Abstract:
OBJECTIVE To investigate the clinical characteristic, drug resistance, virulence and molecular epidemiological characteristics of
Klebsiella pneumoniae isolated from cerebrospinal fluid.
METHODS A total of 21
K. pneumoniae strains isolated from cerebrospinal fluid specimens at the First Affiliated Hospital of Nanchang University from Aug. 2021 to Aug. 2024 were collected. Clinical data of patients with infections, drug susceptibility test results and polymerase chain reaction(PCR) amplification for drug resistance and virulence genes were retrospectively analyzed. Multilocus sequence typing(MLST), capsular serotyping(K typing) and pulsed-field gel electrophoresis(PFGE) were used to analyze their homology.
RESULTS The 21
K. pneumoniae isolates from cerebrospinal fluid were from the neurosurgery department and ICU. Most infected patients had underlying intracranial diseases and underwent cranial surgery, with an overall poor prognosis rate of 76.19%. Laboratory tests showed elevated peripheral blood inflammatory markers, cerebrospinal fluid white blood cells and protein levels.

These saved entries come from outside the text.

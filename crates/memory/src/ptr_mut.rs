use std::{
    cell::{Ref, RefCell, RefMut},
    fmt,
    ops::{Deref, DerefMut},
};

use crate::Ptr;

/// Makes a PtrMut, with support for casting to trait objects
///
/// See [make_ptr](crate::make_ptr).
#[macro_export]
macro_rules! make_ptr_mut {
    ($value:expr) => {
        $crate::make_ptr!($crate::RCell::from($value))
    };
}

/// A mutable pointer to a value in allocated memory
///
/// Clones of a `PtrMut` share the same value, writes made through one handle are visible through
/// all of the others.
pub type PtrMut<T> = Ptr<RCell<T>>;

impl<T> From<T> for PtrMut<T> {
    fn from(value: T) -> Self {
        Ptr::from(RCell::from(value))
    }
}

/// A mutable value with borrowing checked at runtime
#[derive(Debug, Default)]
pub struct RCell<T: ?Sized>(RefCell<T>);

impl<T> From<T> for RCell<T> {
    fn from(value: T) -> Self {
        Self(RefCell::new(value))
    }
}

impl<T: ?Sized> RCell<T> {
    /// Immutably borrows the wrapped value
    ///
    /// Multiple immutable borrows can be made at the same time.
    ///
    /// # Panics
    ///
    /// Panics if the value is currently mutably borrowed, see `try_borrow` for a non-panicking
    /// version.
    pub fn borrow(&self) -> Borrow<'_, T> {
        Borrow(self.0.borrow())
    }

    /// Attempts to immutably borrow the wrapped value
    ///
    /// Returns `None` if the value is currently mutably borrowed.
    pub fn try_borrow(&self) -> Option<Borrow<'_, T>> {
        self.0.try_borrow().ok().map(Borrow)
    }

    /// Mutably borrows the wrapped value
    ///
    /// # Panics
    ///
    /// Panics if the value is currently borrowed, see `try_borrow_mut` for a non-panicking
    /// version.
    pub fn borrow_mut(&self) -> BorrowMut<'_, T> {
        BorrowMut(self.0.borrow_mut())
    }

    /// Attempts to mutably borrow the wrapped value
    ///
    /// Returns `None` if the value is currently borrowed.
    pub fn try_borrow_mut(&self) -> Option<BorrowMut<'_, T>> {
        self.0.try_borrow_mut().ok().map(BorrowMut)
    }
}

/// An immutably borrowed reference to a value borrowed from a [PtrMut]
pub struct Borrow<'a, T: ?Sized>(Ref<'a, T>);

impl<'a, T: ?Sized> Borrow<'a, T> {
    /// Makes a new Borrow for a component of the borrowed data
    pub fn map<U, F>(borrowed: Self, f: F) -> Borrow<'a, U>
    where
        F: FnOnce(&T) -> &U,
        U: ?Sized,
    {
        Borrow(Ref::map(borrowed.0, f))
    }
}

impl<T: ?Sized> Deref for Borrow<'_, T> {
    type Target = T;

    #[inline]
    fn deref(&self) -> &T {
        self.0.deref()
    }
}

impl<T: ?Sized + fmt::Display> fmt::Display for Borrow<'_, T> {
    fn fmt(&self, f: &mut fmt::Formatter<'_>) -> fmt::Result {
        self.0.fmt(f)
    }
}

/// A mutably borrowed reference to a value borrowed from a [PtrMut]
pub struct BorrowMut<'a, T: ?Sized>(RefMut<'a, T>);

impl<T: ?Sized> Deref for BorrowMut<'_, T> {
    type Target = T;

    #[inline]
    fn deref(&self) -> &T {
        self.0.deref()
    }
}

impl<T: ?Sized> DerefMut for BorrowMut<'_, T> {
    #[inline]
    fn deref_mut(&mut self) -> &mut T {
        self.0.deref_mut()
    }
}

impl<T: ?Sized + fmt::Display> fmt::Display for BorrowMut<'_, T> {
    fn fmt(&self, f: &mut fmt::Formatter<'_>) -> fmt::Result {
        self.0.fmt(f)
    }
}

K. pneumoniae strains were sensitive to ceftazidime-avibactam and showed relatively high sensitivity to tigecycline and colistin, while the resistance rates to β-lactams, other β-lactamase/β-lactamase inhibitors and carbapenem antibacterial agents were all 76.19%. Among the 21
K. pneumoniae strains, 16 carbapenem-resistant
K. pneumoniae(CRKP) strains carried the KPC-2 carbapenemase resistance gene. And 12 carbapenem-resistant hypervirulent
K. pneumoniae(CR-hvKP) strains were identified as ST11-K64/25, 4 CRKP strains were ST15-K19, and 3 hvKP strains(1 ST1265-K1, 1 ST23-K1 and 1 ST29-K54) were detected.
CONCLUSIONS Patients with
K. pneumoniae isolated from cerebrospinal fluid have various intracranial diseases and invasive procedures, accompanied by multiple complications and a poor prognosis. The predominant strain is ST11-K64/K25 CR-hvKP, suggesting that clinical monitoring and prevention of this high-risk clone should be strengthened.